* [Description of the task]:
Exactly the lines from the opening of the data through the line containing "use thiserror::Error;" should be reproduced, please, with nothing added.

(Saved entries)
○ ○ ○ ○ ○ ○ ○

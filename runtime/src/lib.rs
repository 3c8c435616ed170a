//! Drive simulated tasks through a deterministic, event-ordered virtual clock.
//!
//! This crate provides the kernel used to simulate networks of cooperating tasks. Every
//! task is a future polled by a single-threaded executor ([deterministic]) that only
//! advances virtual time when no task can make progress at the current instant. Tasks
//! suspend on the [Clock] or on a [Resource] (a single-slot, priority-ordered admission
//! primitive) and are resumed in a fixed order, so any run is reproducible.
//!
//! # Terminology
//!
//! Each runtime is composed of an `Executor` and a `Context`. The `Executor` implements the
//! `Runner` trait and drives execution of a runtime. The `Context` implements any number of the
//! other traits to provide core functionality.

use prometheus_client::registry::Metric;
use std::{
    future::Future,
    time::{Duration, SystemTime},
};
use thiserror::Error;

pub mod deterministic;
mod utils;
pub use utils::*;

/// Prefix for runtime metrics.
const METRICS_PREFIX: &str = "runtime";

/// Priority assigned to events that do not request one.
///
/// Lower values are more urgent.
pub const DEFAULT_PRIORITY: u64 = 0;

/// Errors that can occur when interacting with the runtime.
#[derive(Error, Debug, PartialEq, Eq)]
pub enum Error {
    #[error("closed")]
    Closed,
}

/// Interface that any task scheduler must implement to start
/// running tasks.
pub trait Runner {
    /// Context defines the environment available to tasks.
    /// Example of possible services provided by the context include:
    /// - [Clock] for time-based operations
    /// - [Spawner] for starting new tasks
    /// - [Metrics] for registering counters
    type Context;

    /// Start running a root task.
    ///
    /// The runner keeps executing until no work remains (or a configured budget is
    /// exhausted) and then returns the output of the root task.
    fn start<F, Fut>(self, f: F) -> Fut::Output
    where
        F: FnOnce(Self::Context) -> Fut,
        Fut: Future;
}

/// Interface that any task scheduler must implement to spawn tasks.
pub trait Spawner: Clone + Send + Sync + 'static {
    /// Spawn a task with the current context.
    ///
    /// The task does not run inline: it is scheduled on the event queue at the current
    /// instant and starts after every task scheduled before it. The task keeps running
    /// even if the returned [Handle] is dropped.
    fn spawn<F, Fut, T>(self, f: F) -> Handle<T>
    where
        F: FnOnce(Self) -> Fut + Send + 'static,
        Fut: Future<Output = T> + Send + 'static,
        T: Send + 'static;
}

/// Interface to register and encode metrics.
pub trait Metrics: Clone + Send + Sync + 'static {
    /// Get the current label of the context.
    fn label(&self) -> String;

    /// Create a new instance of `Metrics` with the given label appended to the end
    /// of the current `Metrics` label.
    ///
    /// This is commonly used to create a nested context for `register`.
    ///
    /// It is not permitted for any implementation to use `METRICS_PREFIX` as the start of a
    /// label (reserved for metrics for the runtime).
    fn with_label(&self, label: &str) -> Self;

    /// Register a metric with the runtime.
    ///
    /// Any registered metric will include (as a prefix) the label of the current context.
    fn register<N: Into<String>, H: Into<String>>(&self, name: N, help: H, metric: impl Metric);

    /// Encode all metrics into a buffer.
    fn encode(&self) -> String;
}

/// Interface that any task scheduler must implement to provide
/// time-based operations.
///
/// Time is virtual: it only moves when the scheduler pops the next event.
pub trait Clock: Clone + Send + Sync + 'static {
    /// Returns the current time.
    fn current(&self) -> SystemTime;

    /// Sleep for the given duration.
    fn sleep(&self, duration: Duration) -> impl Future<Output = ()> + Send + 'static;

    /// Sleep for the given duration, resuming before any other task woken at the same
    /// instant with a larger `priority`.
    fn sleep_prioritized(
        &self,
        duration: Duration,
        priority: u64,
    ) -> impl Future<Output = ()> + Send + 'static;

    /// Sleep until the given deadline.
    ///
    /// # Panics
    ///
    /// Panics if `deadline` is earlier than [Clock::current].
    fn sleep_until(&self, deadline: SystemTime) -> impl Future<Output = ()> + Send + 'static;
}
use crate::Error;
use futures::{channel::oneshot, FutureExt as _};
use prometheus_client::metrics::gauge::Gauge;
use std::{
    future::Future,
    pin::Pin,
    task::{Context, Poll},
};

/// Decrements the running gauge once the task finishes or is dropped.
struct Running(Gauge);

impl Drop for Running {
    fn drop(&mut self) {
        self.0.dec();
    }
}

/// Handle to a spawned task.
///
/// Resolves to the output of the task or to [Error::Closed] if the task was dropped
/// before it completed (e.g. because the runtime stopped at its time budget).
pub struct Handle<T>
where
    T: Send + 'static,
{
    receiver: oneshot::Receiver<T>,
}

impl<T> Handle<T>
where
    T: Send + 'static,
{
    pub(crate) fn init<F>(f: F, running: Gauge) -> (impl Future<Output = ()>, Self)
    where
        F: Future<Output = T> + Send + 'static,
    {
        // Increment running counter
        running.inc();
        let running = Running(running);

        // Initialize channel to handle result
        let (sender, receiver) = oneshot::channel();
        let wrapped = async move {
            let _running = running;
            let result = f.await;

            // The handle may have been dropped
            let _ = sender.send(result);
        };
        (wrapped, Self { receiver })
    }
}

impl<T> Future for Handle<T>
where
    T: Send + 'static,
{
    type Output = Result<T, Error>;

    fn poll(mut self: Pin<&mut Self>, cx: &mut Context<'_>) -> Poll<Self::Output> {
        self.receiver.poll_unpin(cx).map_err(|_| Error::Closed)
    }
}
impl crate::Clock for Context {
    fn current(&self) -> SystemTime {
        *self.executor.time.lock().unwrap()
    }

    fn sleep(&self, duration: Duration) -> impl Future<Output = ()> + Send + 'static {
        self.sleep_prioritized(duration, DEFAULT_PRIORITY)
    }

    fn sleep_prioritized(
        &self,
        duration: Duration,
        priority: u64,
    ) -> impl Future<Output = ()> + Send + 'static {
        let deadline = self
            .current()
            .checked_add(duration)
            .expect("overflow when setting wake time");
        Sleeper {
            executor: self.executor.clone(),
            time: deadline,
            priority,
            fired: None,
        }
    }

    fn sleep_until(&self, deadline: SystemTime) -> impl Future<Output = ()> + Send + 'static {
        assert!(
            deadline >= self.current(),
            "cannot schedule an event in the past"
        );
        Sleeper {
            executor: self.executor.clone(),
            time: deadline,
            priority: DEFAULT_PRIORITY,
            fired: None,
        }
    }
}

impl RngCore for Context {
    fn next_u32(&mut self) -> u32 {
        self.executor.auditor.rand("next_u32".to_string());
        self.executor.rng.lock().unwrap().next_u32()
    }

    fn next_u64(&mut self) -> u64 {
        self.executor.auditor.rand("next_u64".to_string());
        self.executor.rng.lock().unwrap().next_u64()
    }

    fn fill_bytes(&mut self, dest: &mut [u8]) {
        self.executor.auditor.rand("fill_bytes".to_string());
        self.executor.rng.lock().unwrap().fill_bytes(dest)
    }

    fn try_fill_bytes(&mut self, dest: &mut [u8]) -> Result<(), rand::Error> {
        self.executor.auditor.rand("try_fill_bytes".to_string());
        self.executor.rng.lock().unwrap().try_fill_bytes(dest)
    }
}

○ ○ ○ ○ ○ ○ ○

* [Solution for this task]:
filename runtime/src/lib.rs
repository 3c8c435616ed170a
//! Drive simulated tasks through a deterministic, event-ordered virtual clock.
//!
//! This crate provides the kernel used to simulate networks of cooperating tasks. Every
//! task is a future polled by a single-threaded executor ([deterministic]) that only
//! advances virtual time when no task can make progress at the current instant. Tasks
//! suspend on the [Clock] or on a [Resource] (a single-slot, priority-ordered admission
//! primitive) and are resumed in a fixed order, so any run is reproducible.
//!
//! # Terminology
//!
//! Each runtime is composed of an `Executor` and a `Context`. The `Executor` implements the
//! `Runner` trait and drives execution of a runtime. The `Context` implements any number of the
//! other traits to provide core functionality.

use prometheus_client::registry::Metric;
use std::{
    future::Future,
    time::{Duration, SystemTime},
};
use thiserror::Error;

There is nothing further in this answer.